Когда парни закончили перевязку, они переложили юную тевтонку на импровизированные носилки и отнесли в пещеру. Там ее осторожно уложили на расстеленное на земле сено, неподалеку от входа, в сухом и прохладном месте, прикрыв покрывалом из грубоватой шерстяной ткани. Спящая, а потому безмятежная, она казалась мне весьма хорошенькой, хотя и излишне бледной.
Я смотрела на ее лицо с острым подбородком и по-детски припухлыми губами, на тени от подрагивающих ресниц, на прилипшую ко лбу прядь тонких тусклых волос… И сочувствие вперемешку с материнской нежностью вдруг шевельнулось у меня в душе. Хоть Димка пообещал ей полное выздоровление, но мой разум все еще с большой неохотой соглашался верить во все эти чудеса. Бедное дитя, я видела, что стало с ее ногами – маловероятно, что она когда- либо сможет ходить – тут никакой гипс не поможет… Я горько вздохнула, понимая, что не стоит так долго стоять возле этой несчастной, растравляя себя. Но не могла заставить себя уйти. Что-то настойчиво скребло где-то внутри, и я обязательно должна была разобраться с этим чувством.

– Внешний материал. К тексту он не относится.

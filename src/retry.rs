//! Retry logic with exponential backoff
//!
//! Broker connection, queue declaration and message stream set-up are retried
//! a bounded number of times before the failure is surfaced to the operator.

use backoff::{backoff::Backoff, ExponentialBackoff};
use serde::{Deserialize, Serialize};
use std::future::Future;
use std::time::Duration;
use tracing::{debug, warn};

use crate::error::SubscriberError;

/// Configuration for retry behavior
#[derive(Debug, Clone, PartialEq, Serialize, Deserialize)]
pub struct RetryConfig {
    pub max_attempts: u32,
    pub initial_delay_ms: u64,
    pub max_delay_ms: u64,
    pub exponential_base: f64,
    pub jitter: bool,
}

impl Default for RetryConfig {
    fn default() -> Self {
        Self {
            max_attempts: 5,
            initial_delay_ms: 1000, // 1 second
            max_delay_ms: 30000,    // 30 seconds
            exponential_base: 2.0,
            jitter: true,
        }
    }
}

impl RetryConfig {
    pub fn new(max_attempts: u32, initial_delay_ms: u64, max_delay_ms: u64) -> Self {
        Self {
            max_attempts,
            initial_delay_ms,
            max_delay_ms,
            exponential_base: 2.0,
            jitter: true,
        }
    }

    pub fn initial_delay(&self) -> Duration {
        Duration::from_millis(self.initial_delay_ms)
    }

    pub(crate) fn to_exponential_backoff(&self) -> ExponentialBackoff {
        let mut backoff = ExponentialBackoff {
            initial_interval: Duration::from_millis(self.initial_delay_ms),
            max_interval: Duration::from_millis(self.max_delay_ms),
            multiplier: self.exponential_base,
            max_elapsed_time: None,
            ..Default::default()
        };

        if !self.jitter {
            backoff.randomization_factor = 0.0;
        }
        backoff.reset();

        backoff
    }
}

/// Retry an async operation with exponential backoff while its error is
/// retryable
pub async fn retry_with_backoff<F, Fut, T>(
    config: &RetryConfig,
    mut operation: F,
) -> Result<T, SubscriberError>
where
    F: FnMut() -> Fut,
    Fut: Future<Output = Result<T, SubscriberError>>,
{
    if config.max_attempts <= 1 {
        debug!("No retry configured, executing operation once");
        return operation().await;
    }

    let mut backoff = config.to_exponential_backoff();
    let mut attempt = 1;

    loop {
        debug!(attempt, max_attempts = config.max_attempts, "Retry attempt");

        match operation().await {
            Ok(result) => {
                if attempt > 1 {
                    debug!("Operation succeeded after {} attempts", attempt);
                }
                return Ok(result);
            }
            Err(error) => {
                if attempt >= config.max_attempts || !error.is_retryable() {
                    warn!("Operation failed after {} attempts: {}", attempt, error);
                    return Err(error);
                }

                let Some(delay) = backoff.next_backoff() else {
                    warn!("Backoff exhausted after {} attempts", attempt);
                    return Err(error);
                };

                warn!(
                    "Operation failed (attempt {}/{}), retrying in {:?}: {}",
                    attempt, config.max_attempts, delay, error
                );
                tokio::time::sleep(delay).await;
                attempt += 1;
            }
        }
    }
}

Внезапно я почувствовала прикосновение к своей руке чьей-то теплой ладошки. Это была Яна. Она неслышно подошла и взяла меня за руку, словно почувствовав мое состояние. Мы, крепко сжав наши руки в безмолвном порыве солидарности, стояли и смотрели на искалеченную белокурую девушку, чья душа еще недавно была вместилищем Сатаны. Она то улыбалась чему-то во сне, то вздрагивала и жалобно всхлипывала. Это несчастное дите еще недавно спешило нас убить, потому что задержка, связанная с нашим появлением, мешала каким-то ее планам, причем я не до конца поняла – каким именно. А сейчас она находилась полностью в нашей власти, а жизнь и здоровье ее зависели только от нас.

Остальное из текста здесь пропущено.